> [EXERCISE BRIEF]: Each line holding the word "None" must appear in the answer, copied from the entries.

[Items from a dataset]
____

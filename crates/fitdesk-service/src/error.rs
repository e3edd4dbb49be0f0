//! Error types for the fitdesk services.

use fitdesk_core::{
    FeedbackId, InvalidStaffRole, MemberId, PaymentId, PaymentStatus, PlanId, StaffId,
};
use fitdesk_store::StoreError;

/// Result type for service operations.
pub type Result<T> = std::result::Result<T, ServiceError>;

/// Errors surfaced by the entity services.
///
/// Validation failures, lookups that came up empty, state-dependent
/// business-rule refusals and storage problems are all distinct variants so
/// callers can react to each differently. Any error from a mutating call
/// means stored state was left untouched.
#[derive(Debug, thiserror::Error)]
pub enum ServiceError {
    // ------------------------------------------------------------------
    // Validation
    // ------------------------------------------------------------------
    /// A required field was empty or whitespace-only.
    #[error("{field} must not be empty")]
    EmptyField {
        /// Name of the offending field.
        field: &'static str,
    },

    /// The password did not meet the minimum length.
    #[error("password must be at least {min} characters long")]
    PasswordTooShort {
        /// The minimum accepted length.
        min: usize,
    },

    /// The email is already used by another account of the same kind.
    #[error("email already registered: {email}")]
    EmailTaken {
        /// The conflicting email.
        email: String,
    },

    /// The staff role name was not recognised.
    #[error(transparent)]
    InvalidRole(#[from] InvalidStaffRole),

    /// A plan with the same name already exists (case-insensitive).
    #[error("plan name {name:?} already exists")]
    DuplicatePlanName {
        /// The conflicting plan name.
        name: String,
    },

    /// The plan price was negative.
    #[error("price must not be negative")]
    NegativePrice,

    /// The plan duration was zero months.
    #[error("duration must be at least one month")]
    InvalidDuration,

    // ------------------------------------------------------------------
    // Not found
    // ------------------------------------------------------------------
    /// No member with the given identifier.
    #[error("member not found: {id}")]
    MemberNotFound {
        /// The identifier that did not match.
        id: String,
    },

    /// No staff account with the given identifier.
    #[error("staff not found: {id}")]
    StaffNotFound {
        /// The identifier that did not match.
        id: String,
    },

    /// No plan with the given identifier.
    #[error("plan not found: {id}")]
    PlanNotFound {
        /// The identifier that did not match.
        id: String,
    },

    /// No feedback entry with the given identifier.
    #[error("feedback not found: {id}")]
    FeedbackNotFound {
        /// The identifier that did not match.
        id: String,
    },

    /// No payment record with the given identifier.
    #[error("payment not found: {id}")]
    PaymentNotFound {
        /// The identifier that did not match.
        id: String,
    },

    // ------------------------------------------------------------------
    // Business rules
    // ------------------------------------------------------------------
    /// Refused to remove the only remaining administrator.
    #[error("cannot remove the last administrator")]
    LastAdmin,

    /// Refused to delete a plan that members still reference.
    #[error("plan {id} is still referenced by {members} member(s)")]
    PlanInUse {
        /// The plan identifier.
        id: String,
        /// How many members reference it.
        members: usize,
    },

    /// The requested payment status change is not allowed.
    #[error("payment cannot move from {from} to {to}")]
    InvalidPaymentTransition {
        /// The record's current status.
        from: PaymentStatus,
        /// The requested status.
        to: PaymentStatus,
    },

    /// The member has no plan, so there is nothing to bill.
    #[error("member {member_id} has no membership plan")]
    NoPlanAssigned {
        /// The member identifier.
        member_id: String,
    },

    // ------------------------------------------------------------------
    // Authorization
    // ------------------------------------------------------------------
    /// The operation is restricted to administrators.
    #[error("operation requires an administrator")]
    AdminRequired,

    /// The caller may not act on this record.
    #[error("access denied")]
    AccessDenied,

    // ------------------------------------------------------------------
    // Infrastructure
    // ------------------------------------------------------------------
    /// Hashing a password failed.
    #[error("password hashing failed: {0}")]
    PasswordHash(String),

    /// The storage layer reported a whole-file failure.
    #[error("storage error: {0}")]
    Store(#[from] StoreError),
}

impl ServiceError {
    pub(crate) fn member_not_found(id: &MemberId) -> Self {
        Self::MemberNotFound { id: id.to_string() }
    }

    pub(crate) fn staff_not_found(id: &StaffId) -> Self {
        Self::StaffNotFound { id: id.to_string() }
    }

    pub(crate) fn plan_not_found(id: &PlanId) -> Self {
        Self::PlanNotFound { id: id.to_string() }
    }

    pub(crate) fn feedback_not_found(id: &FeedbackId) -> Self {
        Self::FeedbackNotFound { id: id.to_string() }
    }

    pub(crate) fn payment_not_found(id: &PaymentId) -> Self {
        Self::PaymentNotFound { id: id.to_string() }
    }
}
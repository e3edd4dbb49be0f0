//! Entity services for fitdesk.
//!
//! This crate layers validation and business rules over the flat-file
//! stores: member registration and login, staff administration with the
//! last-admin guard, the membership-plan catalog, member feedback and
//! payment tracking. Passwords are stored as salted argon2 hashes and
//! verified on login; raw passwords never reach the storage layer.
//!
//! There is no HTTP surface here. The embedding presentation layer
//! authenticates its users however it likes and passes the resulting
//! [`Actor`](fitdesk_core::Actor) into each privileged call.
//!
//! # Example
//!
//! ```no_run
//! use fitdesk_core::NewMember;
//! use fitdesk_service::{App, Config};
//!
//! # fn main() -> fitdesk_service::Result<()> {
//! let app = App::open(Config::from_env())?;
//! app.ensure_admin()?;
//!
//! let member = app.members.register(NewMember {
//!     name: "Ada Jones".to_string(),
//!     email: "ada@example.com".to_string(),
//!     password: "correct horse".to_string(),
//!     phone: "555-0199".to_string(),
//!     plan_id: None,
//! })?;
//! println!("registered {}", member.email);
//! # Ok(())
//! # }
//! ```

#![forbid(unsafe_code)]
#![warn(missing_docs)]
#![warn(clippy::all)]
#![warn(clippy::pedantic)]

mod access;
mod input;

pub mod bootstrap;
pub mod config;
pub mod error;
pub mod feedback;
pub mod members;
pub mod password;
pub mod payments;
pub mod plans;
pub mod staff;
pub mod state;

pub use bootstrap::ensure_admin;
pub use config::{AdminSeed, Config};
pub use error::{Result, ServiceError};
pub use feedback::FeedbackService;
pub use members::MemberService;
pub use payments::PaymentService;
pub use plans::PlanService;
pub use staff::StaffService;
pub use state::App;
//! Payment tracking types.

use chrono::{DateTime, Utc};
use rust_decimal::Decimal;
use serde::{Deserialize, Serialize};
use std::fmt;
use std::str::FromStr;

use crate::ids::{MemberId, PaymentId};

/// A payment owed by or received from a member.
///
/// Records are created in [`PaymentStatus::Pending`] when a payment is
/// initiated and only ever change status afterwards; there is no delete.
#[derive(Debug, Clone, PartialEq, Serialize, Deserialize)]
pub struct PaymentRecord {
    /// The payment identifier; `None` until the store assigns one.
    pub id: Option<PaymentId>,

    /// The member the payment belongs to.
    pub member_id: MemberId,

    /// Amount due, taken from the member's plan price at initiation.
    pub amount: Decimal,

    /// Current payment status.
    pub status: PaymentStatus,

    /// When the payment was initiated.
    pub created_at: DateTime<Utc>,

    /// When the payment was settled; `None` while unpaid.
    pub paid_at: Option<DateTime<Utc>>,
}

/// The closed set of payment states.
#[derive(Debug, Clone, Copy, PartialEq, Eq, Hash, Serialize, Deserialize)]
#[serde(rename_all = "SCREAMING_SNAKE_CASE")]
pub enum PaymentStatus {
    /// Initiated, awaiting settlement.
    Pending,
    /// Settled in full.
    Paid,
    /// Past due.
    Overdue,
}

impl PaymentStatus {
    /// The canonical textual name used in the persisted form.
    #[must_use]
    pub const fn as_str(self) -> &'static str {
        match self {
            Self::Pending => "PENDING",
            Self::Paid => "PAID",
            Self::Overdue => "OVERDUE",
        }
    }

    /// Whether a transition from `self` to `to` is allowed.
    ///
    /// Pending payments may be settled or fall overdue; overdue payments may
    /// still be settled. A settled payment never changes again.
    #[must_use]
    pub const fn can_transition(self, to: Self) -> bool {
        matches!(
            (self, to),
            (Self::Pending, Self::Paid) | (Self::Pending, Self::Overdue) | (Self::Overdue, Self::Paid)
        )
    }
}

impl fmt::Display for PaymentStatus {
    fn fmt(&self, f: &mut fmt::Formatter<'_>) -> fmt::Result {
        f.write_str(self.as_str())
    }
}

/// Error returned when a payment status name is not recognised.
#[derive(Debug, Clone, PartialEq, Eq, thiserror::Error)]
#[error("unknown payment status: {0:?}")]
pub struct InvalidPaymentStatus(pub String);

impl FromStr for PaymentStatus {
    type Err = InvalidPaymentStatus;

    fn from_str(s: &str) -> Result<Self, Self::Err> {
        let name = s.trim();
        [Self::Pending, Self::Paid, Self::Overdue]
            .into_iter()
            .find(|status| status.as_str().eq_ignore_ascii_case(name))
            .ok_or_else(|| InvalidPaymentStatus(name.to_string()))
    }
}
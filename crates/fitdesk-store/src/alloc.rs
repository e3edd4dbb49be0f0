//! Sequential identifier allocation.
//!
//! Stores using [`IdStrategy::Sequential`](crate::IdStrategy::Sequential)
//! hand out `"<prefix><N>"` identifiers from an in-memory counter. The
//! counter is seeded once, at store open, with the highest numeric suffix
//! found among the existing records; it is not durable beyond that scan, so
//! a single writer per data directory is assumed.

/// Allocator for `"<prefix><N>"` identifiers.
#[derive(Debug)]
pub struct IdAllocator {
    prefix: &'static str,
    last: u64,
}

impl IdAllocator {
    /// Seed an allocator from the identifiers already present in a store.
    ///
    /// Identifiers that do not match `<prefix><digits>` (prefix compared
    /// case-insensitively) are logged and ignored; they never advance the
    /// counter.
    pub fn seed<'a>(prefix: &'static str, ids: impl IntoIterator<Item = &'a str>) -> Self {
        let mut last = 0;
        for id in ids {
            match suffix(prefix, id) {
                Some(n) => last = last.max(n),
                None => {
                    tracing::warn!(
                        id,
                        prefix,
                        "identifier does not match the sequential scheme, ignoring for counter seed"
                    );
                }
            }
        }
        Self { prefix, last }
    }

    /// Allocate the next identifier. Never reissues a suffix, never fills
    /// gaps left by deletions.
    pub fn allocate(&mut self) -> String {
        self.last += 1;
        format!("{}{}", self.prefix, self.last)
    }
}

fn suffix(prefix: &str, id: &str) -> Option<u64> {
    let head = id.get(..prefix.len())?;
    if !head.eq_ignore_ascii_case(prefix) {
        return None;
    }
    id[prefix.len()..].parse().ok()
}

____

> [SOLUTION TO THIS PROBLEM]:
//!     plan_id: None,
    /// The payment identifier; `None` until the store assigns one.
    /// When the payment was settled; `None` while unpaid.
                None => {
        return None;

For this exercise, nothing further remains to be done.